EXERCISE →
Work through the entries that follow and state how many lines contain the word "from". Only the number is wanted.

INFORMATION SUPPLIED →
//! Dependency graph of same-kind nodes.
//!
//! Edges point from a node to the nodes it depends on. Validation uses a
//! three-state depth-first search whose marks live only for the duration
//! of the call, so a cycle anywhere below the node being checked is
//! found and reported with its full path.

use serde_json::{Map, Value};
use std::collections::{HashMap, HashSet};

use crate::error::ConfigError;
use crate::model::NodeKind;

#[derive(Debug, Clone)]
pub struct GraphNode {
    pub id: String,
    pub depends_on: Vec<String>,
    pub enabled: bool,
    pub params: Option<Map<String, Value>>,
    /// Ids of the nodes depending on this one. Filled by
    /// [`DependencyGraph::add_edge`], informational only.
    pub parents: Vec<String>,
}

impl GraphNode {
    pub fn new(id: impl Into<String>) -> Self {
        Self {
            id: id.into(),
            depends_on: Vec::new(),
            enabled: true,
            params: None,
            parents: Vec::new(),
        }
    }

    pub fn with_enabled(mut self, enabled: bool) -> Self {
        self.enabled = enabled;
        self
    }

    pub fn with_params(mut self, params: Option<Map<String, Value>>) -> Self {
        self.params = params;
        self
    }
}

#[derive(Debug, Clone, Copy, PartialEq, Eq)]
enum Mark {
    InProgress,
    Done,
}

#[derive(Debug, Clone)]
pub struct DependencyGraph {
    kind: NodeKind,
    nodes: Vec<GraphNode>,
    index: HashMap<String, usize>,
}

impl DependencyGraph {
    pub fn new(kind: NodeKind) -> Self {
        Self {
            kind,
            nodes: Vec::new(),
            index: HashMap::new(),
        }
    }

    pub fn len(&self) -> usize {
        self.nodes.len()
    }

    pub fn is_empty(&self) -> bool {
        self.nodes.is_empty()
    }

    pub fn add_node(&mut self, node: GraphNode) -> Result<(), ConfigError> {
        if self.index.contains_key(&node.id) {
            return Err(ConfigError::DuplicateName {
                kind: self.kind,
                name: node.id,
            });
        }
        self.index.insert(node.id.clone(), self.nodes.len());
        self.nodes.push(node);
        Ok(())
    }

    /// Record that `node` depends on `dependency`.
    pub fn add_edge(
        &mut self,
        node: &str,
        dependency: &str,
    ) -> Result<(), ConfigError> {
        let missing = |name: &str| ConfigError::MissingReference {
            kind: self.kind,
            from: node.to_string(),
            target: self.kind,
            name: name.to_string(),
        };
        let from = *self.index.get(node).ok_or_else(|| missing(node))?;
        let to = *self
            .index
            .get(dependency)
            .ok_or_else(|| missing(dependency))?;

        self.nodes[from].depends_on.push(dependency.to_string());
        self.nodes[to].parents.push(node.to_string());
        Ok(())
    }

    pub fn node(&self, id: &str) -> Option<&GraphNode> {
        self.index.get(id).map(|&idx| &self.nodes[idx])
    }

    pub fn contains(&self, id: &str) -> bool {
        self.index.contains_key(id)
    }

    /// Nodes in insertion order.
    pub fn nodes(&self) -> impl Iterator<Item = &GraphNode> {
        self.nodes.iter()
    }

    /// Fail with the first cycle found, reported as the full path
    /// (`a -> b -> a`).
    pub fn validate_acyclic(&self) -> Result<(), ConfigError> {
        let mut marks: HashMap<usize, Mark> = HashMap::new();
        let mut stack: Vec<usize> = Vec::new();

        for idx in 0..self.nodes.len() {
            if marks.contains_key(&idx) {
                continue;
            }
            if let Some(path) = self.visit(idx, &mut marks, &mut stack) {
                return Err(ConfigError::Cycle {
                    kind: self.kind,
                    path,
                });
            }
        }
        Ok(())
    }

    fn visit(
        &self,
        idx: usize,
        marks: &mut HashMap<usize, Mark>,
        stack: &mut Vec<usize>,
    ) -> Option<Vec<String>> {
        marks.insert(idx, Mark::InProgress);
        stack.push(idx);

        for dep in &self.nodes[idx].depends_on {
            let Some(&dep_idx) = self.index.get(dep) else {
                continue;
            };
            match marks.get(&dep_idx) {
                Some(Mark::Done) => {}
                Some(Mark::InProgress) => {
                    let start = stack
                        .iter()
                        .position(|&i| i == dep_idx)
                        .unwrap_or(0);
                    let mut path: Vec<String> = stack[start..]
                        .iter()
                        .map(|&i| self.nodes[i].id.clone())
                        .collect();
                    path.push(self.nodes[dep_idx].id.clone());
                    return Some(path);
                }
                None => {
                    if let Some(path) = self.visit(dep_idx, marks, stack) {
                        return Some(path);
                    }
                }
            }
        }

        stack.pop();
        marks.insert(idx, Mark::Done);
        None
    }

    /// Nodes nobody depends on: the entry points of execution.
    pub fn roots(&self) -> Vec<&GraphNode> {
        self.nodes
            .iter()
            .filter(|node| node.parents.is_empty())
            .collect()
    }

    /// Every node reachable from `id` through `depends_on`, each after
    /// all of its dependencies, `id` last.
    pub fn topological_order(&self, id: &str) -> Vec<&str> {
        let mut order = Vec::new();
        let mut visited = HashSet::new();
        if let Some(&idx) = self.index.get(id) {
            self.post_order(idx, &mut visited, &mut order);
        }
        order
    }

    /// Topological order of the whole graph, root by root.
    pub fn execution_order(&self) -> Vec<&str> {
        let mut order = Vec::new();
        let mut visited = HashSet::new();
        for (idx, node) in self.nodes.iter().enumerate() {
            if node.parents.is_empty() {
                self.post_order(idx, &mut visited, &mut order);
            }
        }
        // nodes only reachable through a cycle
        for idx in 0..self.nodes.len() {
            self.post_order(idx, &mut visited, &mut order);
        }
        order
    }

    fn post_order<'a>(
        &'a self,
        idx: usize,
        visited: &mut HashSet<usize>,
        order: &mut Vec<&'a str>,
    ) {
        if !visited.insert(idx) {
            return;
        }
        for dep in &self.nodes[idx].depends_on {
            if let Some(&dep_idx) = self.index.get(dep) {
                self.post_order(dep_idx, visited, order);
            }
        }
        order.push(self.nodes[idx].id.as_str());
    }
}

WRITTEN ANSWER →
5